The highest and lowest prices at which the Shares have been traded on the Stock Exchange during each of the twelve months preceding the Latest Practicable Date were as follows:–

Shares
Highest Lowest
HK$ HK$
2003
April 0.350 0.228
May 0.435 0.295
June 0.435 0.360
July 0.520 0.365
August 0.640 0.480
September 0.600 0.405
October 0.510 0.420
November 0.480 0.415
December 0.500 0.400
2004
January 0.540 0.460
February 0.640 0.465
March 0.580 0.480

6. GENERAL

The Directors have undertaken to the Stock Exchange that, so far as the same may be applicable, they will exercise Share Repurchase Mandate in accordance with the Listing Rules and the applicable laws of Hong Kong.
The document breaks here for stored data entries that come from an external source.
//! Editor Session - The Editor State Machine
//!
//! All editor state lives in one [`EditorSession`] value: the active mode,
//! the composite being edited, the reset epoch, the last draft snapshot and
//! the in-flight submission guard.
//!
//! Submissions are ticketed. [`EditorSession::begin_submission`] freezes the
//! composite into a form, the caller awaits the backend, and
//! [`EditorSession::finish_save`] / [`EditorSession::finish_publish`] apply
//! the outcome only if the session is still on the same epoch.

use std::fmt;
use std::sync::{Arc, Mutex, MutexGuard};

use serde::{Deserialize, Serialize};
use thiserror::Error;

use crate::asset::{Asset2D, Asset3D, HandleRegistry};
use crate::composite::{ArtifactComposite, CompositeError, TransferForm};
use crate::gateway::{ArtifactBackend, Draft, DraftId, PublishReceipt, TransportError, TransportResult};
use crate::normalize::{ModelNormalizer, NormalizedScene, Placement, SceneLoadError};
use crate::validation::{AssetValidator, CandidateFile, LayerSlot, ValidationError};

#[derive(Debug, Clone, Copy, PartialEq, Eq, Serialize, Deserialize)]
#[serde(rename_all = "snake_case")]
pub enum Mode {
    Compose,
    BrowseDrafts,
}

#[derive(Debug, Clone, Copy, PartialEq, Eq, Serialize, Deserialize)]
#[serde(rename_all = "snake_case")]
pub enum SubmissionKind {
    SaveDraft,
    Publish,
}

impl fmt::Display for SubmissionKind {
    fn fmt(&self, f: &mut fmt::Formatter<'_>) -> fmt::Result {
        match self {
            SubmissionKind::SaveDraft => f.write_str("save"),
            SubmissionKind::Publish => f.write_str("publish"),
        }
    }
}

#[derive(Debug, Error)]
pub enum EditorError {
    #[error(transparent)]
    Validation(#[from] ValidationError),

    #[error(transparent)]
    Composite(#[from] CompositeError),

    #[error("Failed to load model: {0}")]
    SceneLoad(#[from] SceneLoadError),

    #[error("Backend request failed: {0}")]
    Transport(#[from] TransportError),

    #[error("{action} is only available in {required:?} mode")]
    WrongMode { action: &'static str, required: Mode },

    #[error("A {kind} request for this composite is already in flight")]
    SubmissionInFlight { kind: SubmissionKind },

    #[error("Ticket for {kind} does not match the expected submission")]
    TicketMismatch { kind: SubmissionKind },

    #[error("Draft {0} is not in the current draft list")]
    DraftNotFound(DraftId),
}

impl EditorError {
    /// Message for a blocking alert.
    pub fn user_message(&self) -> String {
        match self {
            EditorError::Validation(e) => e.user_message().to_string(),
            EditorError::Composite(e) => e.user_message().to_string(),
            EditorError::SceneLoad(_) => "The 3D model could not be loaded".to_string(),
            EditorError::Transport(_) => "Could not reach the artifact server, please try again".to_string(),
            EditorError::SubmissionInFlight { .. } => "Please wait for the current upload to finish".to_string(),
            other => other.to_string(),
        }
    }

    /// Whether the user has to change their input (as opposed to retrying).
    pub fn is_user_input(&self) -> bool {
        matches!(
            self,
            EditorError::Validation(_) | EditorError::Composite(CompositeError::Incomplete { .. }) | EditorError::SceneLoad(_)
        )
    }
}

/// Outcome of a submission, relative to the session that issued it.
#[derive(Debug)]
pub enum Completion<T> {
    /// The session was still on the submitted composite; the outcome was applied.
    Applied(T),
    /// The session moved on before the backend answered. Nothing was applied.
    Stale {
        kind: SubmissionKind,
        epoch: u64,
        outcome: TransportResult<T>,
    },
}

impl<T> Completion<T> {
    pub fn is_stale(&self) -> bool {
        matches!(self, Completion::Stale { .. })
    }

    pub fn applied(self) -> Option<T> {
        match self {
            Completion::Applied(value) => Some(value),
            Completion::Stale { .. } => None,
        }
    }
}

/// A frozen composite on its way to the backend.
///
/// Dropping a ticket without finishing it (an early return, a timed-out or
/// cancelled await) releases the in-flight guard.
#[derive(Debug)]
pub struct SubmissionTicket {
    id: u64,
    kind: SubmissionKind,
    epoch: u64,
    form: TransferForm,
    pending: Arc<Mutex<Option<PendingSubmission>>>,
}

impl SubmissionTicket {
    pub fn kind(&self) -> SubmissionKind {
        self.kind
    }

    pub fn epoch(&self) -> u64 {
        self.epoch
    }

    pub fn form(&self) -> &TransferForm {
        &self.form
    }
}

impl Drop for SubmissionTicket {
    fn drop(&mut self) {
        let mut pending = lock_pending(&self.pending);
        if pending.as_ref().map_or(false, |p| p.id == self.id) {
            log::warn!(
                "event=submission_abandoned kind={} epoch={} fingerprint={}",
                self.kind,
                self.epoch,
                self.form.fingerprint
            );
            *pending = None;
        }
    }
}

#[derive(Debug, Clone, PartialEq, Eq)]
struct PendingSubmission {
    id: u64,
    kind: SubmissionKind,
    epoch: u64,
}

fn lock_pending(pending: &Mutex<Option<PendingSubmission>>) -> MutexGuard<'_, Option<PendingSubmission>> {
    pending.lock().unwrap_or_else(|poisoned| poisoned.into_inner())
}

/// What the live canvas needs to draw the composite being edited.
#[derive(Debug, Clone, PartialEq)]
pub struct LivePreview<'a> {
    /// Changes on every reset; views keyed on it start fresh.
    pub session_key: u64,
    pub trigger_url: Option<&'a str>,
    pub model_url: Option<&'a str>,
    pub placement: Option<Placement>,
}

/// Read-only view of a saved draft with its model normalized like a live one.
#[derive(Debug, Clone)]
pub struct DraftPreview {
    pub draft: Draft,
    pub scene: NormalizedScene,
}

pub struct EditorSession {
    mode: Mode,
    composite: ArtifactComposite,
    epoch: u64,
    drafts: Vec<Draft>,
    pending: Arc<Mutex<Option<PendingSubmission>>>,
    next_submission: u64,
    validator: AssetValidator,
    normalizer: ModelNormalizer,
}

impl EditorSession {
    pub fn new() -> Self {
        Self::with_registry(Arc::new(HandleRegistry::new()))
    }

    pub fn with_registry(registry: Arc<HandleRegistry>) -> Self {
        Self {
            mode: Mode::Compose,
            composite: ArtifactComposite::new(),
            epoch: 0,
            drafts: Vec::new(),
            pending: Arc::new(Mutex::new(None)),
            next_submission: 0,
            validator: AssetValidator::new(registry),
            normalizer: ModelNormalizer::new(),
        }
    }

    pub fn mode(&self) -> Mode {
        self.mode
    }

    pub fn composite(&self) -> &ArtifactComposite {
        &self.composite
    }

    pub fn epoch(&self) -> u64 {
        self.epoch
    }

    /// Last draft snapshot fetched on entering `BrowseDrafts`.
    pub fn drafts(&self) -> &[Draft] {
        &self.drafts
    }

    pub fn registry(&self) -> &Arc<HandleRegistry> {
        self.validator.registry()
    }

    /// True while a save or publish of the current composite is in flight.
    /// The save and publish controls are disabled for as long as this holds.
    pub fn is_submitting(&self) -> bool {
        lock_pending(&self.pending).as_ref().map_or(false, |p| p.epoch == self.epoch)
    }

    pub fn preview(&self) -> LivePreview<'_> {
        LivePreview {
            session_key: self.epoch,
            trigger_url: self.composite.layer_2d().map(|a| a.asset().display().url()),
            model_url: self.composite.layer_3d().map(|a| a.asset().display().url()),
            placement: self.composite.scene().map(NormalizedScene::placement),
        }
    }

    fn require_compose(&self, action: &'static str) -> Result<(), EditorError> {
        if self.mode != Mode::Compose {
            return Err(EditorError::WrongMode { action, required: Mode::Compose });
        }
        Ok(())
    }

    // --- Transitions ---

    /// Enter `Compose`. The composite in progress is kept.
    pub fn select_create(&mut self) {
        if self.mode != Mode::Compose {
            log::info!("event=mode_changed from={:?} to={:?}", self.mode, Mode::Compose);
        }
        self.mode = Mode::Compose;
    }

    /// Enter `BrowseDrafts` and refresh the draft list.
    ///
    /// The mode changes even if the refresh fails; the previous snapshot is
    /// then kept and the error returned.
    pub async fn select_drafts(&mut self, backend: &dyn ArtifactBackend) -> Result<&[Draft], EditorError> {
        if self.mode != Mode::BrowseDrafts {
            log::info!("event=mode_changed from={:?} to={:?}", self.mode, Mode::BrowseDrafts);
        }
        self.mode = Mode::BrowseDrafts;

        match backend.list_drafts().await {
            Ok(drafts) => {
                log::info!("event=drafts_listed count={}", drafts.len());
                self.drafts = drafts;
                Ok(&self.drafts)
            }
            Err(e) => {
                log::warn!("event=drafts_list_failed error={}", e);
                Err(e.into())
            }
        }
    }

    /// Discard the composite in progress and start a new epoch. `Compose` only.
    pub fn reset(&mut self) -> Result<u64, EditorError> {
        self.require_compose("Reset")?;
        Ok(self.discard_composite())
    }

    fn discard_composite(&mut self) -> u64 {
        self.composite = ArtifactComposite::new();
        self.epoch += 1;
        log::info!("event=session_reset epoch={}", self.epoch);
        self.epoch
    }

    // --- Layer uploads ---

    /// Put a picked image into the trigger slot. `None` (picker cancelled) is a no-op.
    ///
    /// Returns whether the slot changed. A rejected file leaves the slot as it was.
    pub fn upload_2d(&mut self, file: Option<CandidateFile>) -> Result<bool, EditorError> {
        self.require_compose("Uploading a layer")?;
        let Some(file) = file else {
            return Ok(false);
        };

        let validated = self.validator.validate(file, LayerSlot::TwoD)?;
        self.composite.set_layer_2d(Asset2D(validated));
        Ok(true)
    }

    /// Put a picked model into the 3D slot. `None` (picker cancelled) is a no-op.
    ///
    /// A rejected extension leaves the slot as it was. A model that passes
    /// validation but fails to load clears the slot.
    pub fn upload_3d(&mut self, file: Option<CandidateFile>) -> Result<bool, EditorError> {
        self.require_compose("Uploading a layer")?;
        let Some(file) = file else {
            return Ok(false);
        };

        let validated = self.validator.validate(file, LayerSlot::ThreeD)?;
        let scene = match self.normalizer.load(validated.bytes()) {
            Ok(scene) => scene,
            Err(e) => {
                log::warn!("event=scene_load_failed file={} error={}", validated.file_name(), e);
                self.composite.clear_layer_3d();
                return Err(e.into());
            }
        };

        self.composite.set_layer_3d(Asset3D { asset: validated, scene });
        Ok(true)
    }

    // --- Submissions ---

    /// Freeze the current composite for `kind`.
    ///
    /// Fails without touching the backend when the composite is incomplete or
    /// a submission of this composite is already in flight.
    pub fn begin_submission(&mut self, kind: SubmissionKind) -> Result<SubmissionTicket, EditorError> {
        let mut pending = lock_pending(&self.pending);
        if let Some(current) = pending.as_ref().filter(|p| p.epoch == self.epoch) {
            return Err(EditorError::SubmissionInFlight { kind: current.kind });
        }

        let form = self.composite.to_transfer_form().map_err(|e| {
            log::warn!("event=submission_blocked kind={} error={}", kind, e);
            e
        })?;

        self.next_submission += 1;
        let id = self.next_submission;
        *pending = Some(PendingSubmission { id, kind, epoch: self.epoch });
        log::info!("event=submission_started kind={} epoch={} fingerprint={}", kind, self.epoch, form.fingerprint);

        Ok(SubmissionTicket {
            id,
            kind,
            epoch: self.epoch,
            form,
            pending: Arc::clone(&self.pending),
        })
    }

    /// Settle a ticket. Returns `None` when the session moved on since it was issued.
    fn settle(&mut self, ticket: &SubmissionTicket, expected: SubmissionKind) -> Result<Option<()>, EditorError> {
        if ticket.kind != expected {
            return Err(EditorError::TicketMismatch { kind: ticket.kind });
        }

        {
            let mut pending = lock_pending(&self.pending);
            if pending.as_ref().map_or(false, |p| p.id == ticket.id) {
                *pending = None;
            }
        }

        if ticket.epoch != self.epoch {
            log::warn!(
                "event=stale_completion kind={} ticket_epoch={} epoch={} fingerprint={}",
                ticket.kind,
                ticket.epoch,
                self.epoch,
                ticket.form.fingerprint
            );
            return Ok(None);
        }
        Ok(Some(()))
    }

    pub fn finish_save(
        &mut self,
        ticket: SubmissionTicket,
        outcome: TransportResult<()>,
    ) -> Result<Completion<()>, EditorError> {
        if self.settle(&ticket, SubmissionKind::SaveDraft)?.is_none() {
            return Ok(Completion::Stale { kind: ticket.kind, epoch: ticket.epoch, outcome });
        }

        outcome?;
        log::info!("event=draft_saved epoch={} fingerprint={}", ticket.epoch, ticket.form.fingerprint);
        Ok(Completion::Applied(()))
    }

    /// On success the session returns to an empty `Compose` state.
    pub fn finish_publish(
        &mut self,
        ticket: SubmissionTicket,
        outcome: TransportResult<PublishReceipt>,
    ) -> Result<Completion<PublishReceipt>, EditorError> {
        if self.settle(&ticket, SubmissionKind::Publish)?.is_none() {
            return Ok(Completion::Stale { kind: ticket.kind, epoch: ticket.epoch, outcome });
        }

        let receipt = outcome?;
        log::info!("event=artifact_published epoch={} json_url={}", ticket.epoch, receipt.json_url);

        self.mode = Mode::Compose;
        self.discard_composite();
        Ok(Completion::Applied(receipt))
    }

    /// Save the current composite as a draft and wait for the acknowledgement.
    pub async fn save_draft(&mut self, backend: &dyn ArtifactBackend) -> Result<Completion<()>, EditorError> {
        let ticket = self.begin_submission(SubmissionKind::SaveDraft)?;
        let outcome = backend.save_draft(ticket.form()).await;
        self.finish_save(ticket, outcome)
    }

    /// Publish the current composite and wait for its public reference.
    pub async fn publish(&mut self, backend: &dyn ArtifactBackend) -> Result<Completion<PublishReceipt>, EditorError> {
        let ticket = self.begin_submission(SubmissionKind::Publish)?;
        let outcome = backend.publish(ticket.form()).await;
        self.finish_publish(ticket, outcome)
    }

    // --- Drafts ---

    /// Fetch a listed draft's model and normalize it for a read-only preview.
    pub async fn open_draft(&self, id: &DraftId, backend: &dyn ArtifactBackend) -> Result<DraftPreview, EditorError> {
        let draft = self
            .drafts
            .iter()
            .find(|d| &d.id == id)
            .cloned()
            .ok_or_else(|| EditorError::DraftNotFound(id.clone()))?;

        let bytes = backend.fetch_asset(&draft.model_url).await?;
        let scene = self.normalizer.load(&bytes)?;
        Ok(DraftPreview { draft, scene })
    }
}

impl Default for EditorSession {
    fn default() -> Self {
        Self::new()
    }
}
If as a result of a share repurchase, a shareholder’s proportionate interest in the voting rights of the Company increases, such increase will be treated as an acquisition for the purposes of the Takeovers Code. As a result, a shareholder or a group of shareholders acting in concert, depending on the level of increase of the shareholders’ interest, could obtain or consolidate control of the Company and become obliged to make a mandatory offer in accordance with Rule 26 of the Takeovers Code.

– 9 –

EXPLANATORY STATEMENT

APPENDIX

As at the Latest Practicable Date, (i) Foshan Development Company Limited (“Foshan Development”) together with parties acting in concert with it are beneficially interested in 321,117,079 Shares representing approximately 38.72 per cent. of the issued share capital of the Company; and (ii) Madam YIP Siu Chun together with her associates (as defined in the Listing Rules) are beneficially interested in 290,196,037 Shares representing approximately 34.99 per cent. of the issued share capital of the Company. In the event that the Share Repurchase Mandate were exercised in full, the shareholding of Foshan Development together with parties acting in concert with it and Madam YIP Siu Chun together with her associates would be increased to approximately 43.02 and 38.88 per cent. of the issued share capital of the Company respectively, assuming that the 321,117,079 Shares and 290,196,037 Shares held as mentioned above remains unchanged. Then, each of Foshan Development together with the parties acting in concert with it and Madam YIP Siu Chun together with her associates could be required under Rule 26 of the Takeovers Code to make a mandatory offer in respect of all the issued shares of the Company by reason of such increase. Save as aforesaid, the Directors are not aware of any consequences which may arise under the Takeovers Code as a consequence of any purchases made under the Share Repurchase Mandate. Further, such full exercise of the Share Repurchase Mandate would cause the Shares held in the hands of the public to fall below the minimum requirement to approximately 18.10 per cent. of the issued share capital of the Company. The Directors will use their best endeavours to ensure that the Share Repurchase Mandate will not be exercised to the extent that the number of Shares held by the public would be reduced to less than 25 per cent. of the issued share capital of the Company. The Directors have no intention to exercise the Share Repurchase Mandate which may result in possible mandatory offer being made under the Takeovers Code.

None of the Directors nor, to the best of their knowledge having made all reasonable enquiries, any of their associates (as defined in the Listing Rules), presently intend to sell any Shares to the Company under the Share Repurchase Mandate in the event that the Share Repurchase Mandate is approved by the Shareholders.

The Company has not been notified by any connected persons (as defined in the Listing Rules) that they have a present intention to sell any Shares, or that they have undertaken not to sell any Shares held by them to the Company in the event that the Share Repurchase Mandate is approved by the Shareholders.

7. SHARE REPURCHASE MADE BY THE COMPANY

During the six months preceding the Latest Practicable Date, there was no repurchase of its Shares made by the Company (whether on the Stock Exchange or otherwise).